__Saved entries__
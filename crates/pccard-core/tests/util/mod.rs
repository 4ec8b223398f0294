#![allow(dead_code)]

use std::sync::{Arc, Mutex};

use pccard_core::{
    CardServices, Event, EventHandler, SocketCapabilities, SocketDriver, SocketId, SocketPower,
    SocketTiming, StatusLines,
};

/// Simulated socket hardware: one slot, a logical attribute-memory CIS, and a
/// log of every power/control write.
pub struct FakeSocket {
    pub inner: Mutex<FakeInner>,
}

pub struct FakeInner {
    pub detect: bool,
    pub battery_ok: bool,
    /// READY stays low no matter what, as on a wedged card.
    pub ready_stuck: bool,
    /// Attribute-memory writes fail, as behind a broken window.
    pub fail_attribute_writes: bool,
    /// Logical CIS bytes; the bus exposes them at even offsets only.
    pub cis: Vec<u8>,
    pub power: SocketPower,
    pub configure_log: Vec<SocketPower>,
    pub shutdown_calls: u32,
}

impl FakeSocket {
    pub fn new(cis: Vec<u8>) -> Arc<Self> {
        Arc::new(Self {
            inner: Mutex::new(FakeInner {
                detect: false,
                battery_ok: true,
                ready_stuck: false,
                fail_attribute_writes: false,
                cis,
                power: SocketPower::default(),
                configure_log: Vec::new(),
                shutdown_calls: 0,
            }),
        })
    }

    pub fn set_detect(&self, detect: bool) {
        self.inner.lock().unwrap().detect = detect;
    }

    pub fn set_ready_stuck(&self, stuck: bool) {
        self.inner.lock().unwrap().ready_stuck = stuck;
    }

    pub fn fail_attribute_writes(&self, fail: bool) {
        self.inner.lock().unwrap().fail_attribute_writes = fail;
    }

    pub fn shutdown_count(&self) -> u32 {
        self.inner.lock().unwrap().shutdown_calls
    }

    pub fn power(&self) -> SocketPower {
        self.inner.lock().unwrap().power
    }

    pub fn cis_byte(&self, logical: usize) -> u8 {
        self.inner
            .lock()
            .unwrap()
            .cis
            .get(logical)
            .copied()
            .unwrap_or(0xff)
    }

    pub fn set_cis(&self, cis: Vec<u8>) {
        self.inner.lock().unwrap().cis = cis;
    }
}

impl SocketDriver for FakeSocket {
    fn init(&self) -> pccard_core::Result<usize> {
        Ok(1)
    }

    fn shutdown(&self) {
        self.inner.lock().unwrap().shutdown_calls += 1;
    }

    fn read_state(&self, _sock: usize) -> StatusLines {
        let inner = self.inner.lock().unwrap();
        let mut lines = StatusLines::empty();
        if inner.detect {
            lines |= StatusLines::DETECT;
            if inner.battery_ok {
                lines |= StatusLines::BVD1 | StatusLines::BVD2;
            }
            // Ready once powered and out of reset.
            if inner.power.vcc > 0
                && !inner.power.flags.contains(pccard_core::ControlFlags::RESET)
                && !inner.ready_stuck
            {
                lines |= StatusLines::READY;
            }
        }
        lines
    }

    fn get_irq(&self, _sock: usize) -> u8 {
        11
    }

    fn configure(&self, _sock: usize, power: &SocketPower) -> pccard_core::Result<()> {
        let mut inner = self.inner.lock().unwrap();
        inner.power = *power;
        inner.configure_log.push(*power);
        Ok(())
    }

    fn read_card_memory(
        &self,
        _sock: usize,
        attribute: bool,
        offset: u32,
        buf: &mut [u8],
    ) -> pccard_core::Result<()> {
        let inner = self.inner.lock().unwrap();
        for (i, dst) in buf.iter_mut().enumerate() {
            let bus = offset as usize + i;
            *dst = if attribute && bus % 2 == 0 {
                inner.cis.get(bus / 2).copied().unwrap_or(0xff)
            } else {
                0xff
            };
        }
        Ok(())
    }

    fn write_card_memory(
        &self,
        _sock: usize,
        attribute: bool,
        offset: u32,
        data: &[u8],
    ) -> pccard_core::Result<()> {
        let mut inner = self.inner.lock().unwrap();
        if attribute && inner.fail_attribute_writes {
            return Err(pccard_core::CsError::Driver("attribute write refused"));
        }
        for (i, b) in data.iter().enumerate() {
            let bus = offset as usize + i;
            if attribute && bus % 2 == 0 {
                let logical = bus / 2;
                if inner.cis.len() <= logical {
                    inner.cis.resize(logical + 1, 0xff);
                }
                inner.cis[logical] = *b;
            }
        }
        Ok(())
    }
}

/// Simulated socket whose CIS is reachable only through the indirect
/// register file in common memory: control at 0x00, address registers at
/// 0x02..0x08, auto-incrementing data at 0x0a. There is no linear
/// attribute plane at all.
pub struct FakeIndirectSocket {
    inner: Mutex<IndirectInner>,
}

struct IndirectInner {
    detect: bool,
    /// Logical CIS bytes, at even addresses behind the register file.
    cis: Vec<u8>,
    regs: [u8; 12],
    cursor: u32,
    power: SocketPower,
}

impl FakeIndirectSocket {
    pub fn new(cis: Vec<u8>) -> Arc<Self> {
        Arc::new(Self {
            inner: Mutex::new(IndirectInner {
                detect: false,
                cis,
                regs: [0; 12],
                cursor: 0,
                power: SocketPower::default(),
            }),
        })
    }

    pub fn set_detect(&self, detect: bool) {
        self.inner.lock().unwrap().detect = detect;
    }
}

impl SocketDriver for FakeIndirectSocket {
    fn init(&self) -> pccard_core::Result<usize> {
        Ok(1)
    }

    fn shutdown(&self) {}

    fn read_state(&self, _sock: usize) -> StatusLines {
        let inner = self.inner.lock().unwrap();
        let mut lines = StatusLines::empty();
        if inner.detect {
            lines |= StatusLines::DETECT | StatusLines::BVD1 | StatusLines::BVD2;
            if inner.power.vcc > 0 && !inner.power.flags.contains(pccard_core::ControlFlags::RESET)
            {
                lines |= StatusLines::READY;
            }
        }
        lines
    }

    fn get_irq(&self, _sock: usize) -> u8 {
        11
    }

    fn configure(&self, _sock: usize, power: &SocketPower) -> pccard_core::Result<()> {
        self.inner.lock().unwrap().power = *power;
        Ok(())
    }

    fn read_card_memory(
        &self,
        _sock: usize,
        attribute: bool,
        offset: u32,
        buf: &mut [u8],
    ) -> pccard_core::Result<()> {
        if attribute {
            buf.fill(0xff);
            return Ok(());
        }
        let mut inner = self.inner.lock().unwrap();
        for dst in buf.iter_mut() {
            if offset == 0x0a {
                // Data register: serve the plane selected by CTRL bit 0 at
                // the cursor, then advance.
                let common = inner.regs[0] & 0x01 != 0;
                let at = inner.cursor as usize;
                *dst = if common || at % 2 != 0 {
                    0xff
                } else {
                    inner.cis.get(at / 2).copied().unwrap_or(0xff)
                };
                inner.cursor += 1;
            } else {
                *dst = inner.regs.get(offset as usize).copied().unwrap_or(0xff);
            }
        }
        Ok(())
    }

    fn write_card_memory(
        &self,
        _sock: usize,
        attribute: bool,
        offset: u32,
        data: &[u8],
    ) -> pccard_core::Result<()> {
        if attribute {
            return Ok(());
        }
        let mut inner = self.inner.lock().unwrap();
        for b in data {
            if offset == 0x0a {
                inner.cursor += 1;
            } else if (offset as usize) < inner.regs.len() {
                inner.regs[offset as usize] = *b;
                if (0x02..=0x08).contains(&offset) {
                    inner.cursor = u32::from_le_bytes([
                        inner.regs[2],
                        inner.regs[4],
                        inner.regs[6],
                        inner.regs[8],
                    ]);
                }
            }
        }
        Ok(())
    }
}

/// A minimal but structurally sound CIS: device info, version string,
/// configuration tuple, terminator.
pub fn sample_cis() -> Vec<u8> {
    vec![
        0x01, 0x03, 0x61, 0x78, 0xff, // DEVICE: 250 ns SRAM, 8 KiB
        0x15, 0x08, 0x04, 0x01, b'A', b'c', b'e', 0x00, b'X', 0x00, // VERS_1
        0x1a, 0x05, 0x01, 0x03, 0x00, 0x02, 0x0f, // CONFIG: regs at 0x200
        0xff, // END
    ]
}

pub type EventLog = Arc<Mutex<Vec<Event>>>;

pub fn recorder(log: &EventLog) -> EventHandler {
    let log = Arc::clone(log);
    Box::new(move |notice| {
        log.lock().unwrap().push(notice.event);
        Ok(())
    })
}

fn init_tracing() {
    let _ = tracing_subscriber::fmt().with_test_writer().try_init();
}

/// Services with one fake socket attached and sensible resource ranges.
pub fn setup(cis: Vec<u8>) -> (Arc<CardServices>, Arc<FakeSocket>, SocketId) {
    init_tracing();
    let services = Arc::new(CardServices::new());
    services.add_io_range(0x300, 0x200).unwrap();
    services.add_memory_range(0xd_0000, 0x1_0000).unwrap();
    let fake = FakeSocket::new(cis);
    let driver: Arc<dyn SocketDriver> = fake.clone();
    let ids = services
        .attach(driver, SocketCapabilities::default(), SocketTiming::instant())
        .unwrap();
    // Drain the attach-time notification for the empty slot.
    services.service_pending();
    (services, fake, ids[0])
}

/// Services with one indirect-CIS socket attached.
pub fn setup_indirect(cis: Vec<u8>) -> (Arc<CardServices>, Arc<FakeIndirectSocket>, SocketId) {
    init_tracing();
    let services = Arc::new(CardServices::new());
    services.add_io_range(0x300, 0x200).unwrap();
    let fake = FakeIndirectSocket::new(cis);
    let driver: Arc<dyn SocketDriver> = fake.clone();
    let caps = SocketCapabilities {
        indirect_cis: true,
        ..SocketCapabilities::default()
    };
    let ids = services
        .attach(driver, caps, SocketTiming::instant())
        .unwrap();
    services.service_pending();
    (services, fake, ids[0])
}

/// Seats the card and pumps the deferred worker until the insertion lands.
pub fn insert_card(services: &CardServices, fake: &FakeSocket, id: SocketId) {
    fake.set_detect(true);
    services.notify(id);
    services.service_pending();
}

pub fn remove_card(services: &CardServices, fake: &FakeSocket, id: SocketId) {
    fake.set_detect(false);
    services.notify(id);
    services.service_pending();
}

pub fn insert_indirect_card(services: &CardServices, fake: &FakeIndirectSocket, id: SocketId) {
    fake.set_detect(true);
    services.notify(id);
    services.service_pending();
}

__WHAT TO WORK ON__
Could you please copy the lines above exactly, beginning at the first and ending at the line that contains "pub fn fail_attribute_writes(&self, fail: bool)"?

__REPLY TO THE EXERCISE__
filename crates/pccard-core/tests/util/mod.rs
repository 4ec8b223398f0294
#![allow(dead_code)]

use std::sync::{Arc, Mutex};

use pccard_core::{
    CardServices, Event, EventHandler, SocketCapabilities, SocketDriver, SocketId, SocketPower,
    SocketTiming, StatusLines,
};

/// Simulated socket hardware: one slot, a logical attribute-memory CIS, and a
/// log of every power/control write.
pub struct FakeSocket {
    pub inner: Mutex<FakeInner>,
}

pub struct FakeInner {
    pub detect: bool,
    pub battery_ok: bool,
    /// READY stays low no matter what, as on a wedged card.
    pub ready_stuck: bool,
    /// Attribute-memory writes fail, as behind a broken window.
    pub fail_attribute_writes: bool,
    /// Logical CIS bytes; the bus exposes them at even offsets only.
    pub cis: Vec<u8>,
    pub power: SocketPower,
    pub configure_log: Vec<SocketPower>,
    pub shutdown_calls: u32,
}

impl FakeSocket {
    pub fn new(cis: Vec<u8>) -> Arc<Self> {
        Arc::new(Self {
            inner: Mutex::new(FakeInner {
                detect: false,
                battery_ok: true,
                ready_stuck: false,
                fail_attribute_writes: false,
                cis,
                power: SocketPower::default(),
                configure_log: Vec::new(),
                shutdown_calls: 0,
            }),
        })
    }

    pub fn set_detect(&self, detect: bool) {
        self.inner.lock().unwrap().detect = detect;
    }

    pub fn set_ready_stuck(&self, stuck: bool) {
        self.inner.lock().unwrap().ready_stuck = stuck;
    }

    pub fn fail_attribute_writes(&self, fail: bool) {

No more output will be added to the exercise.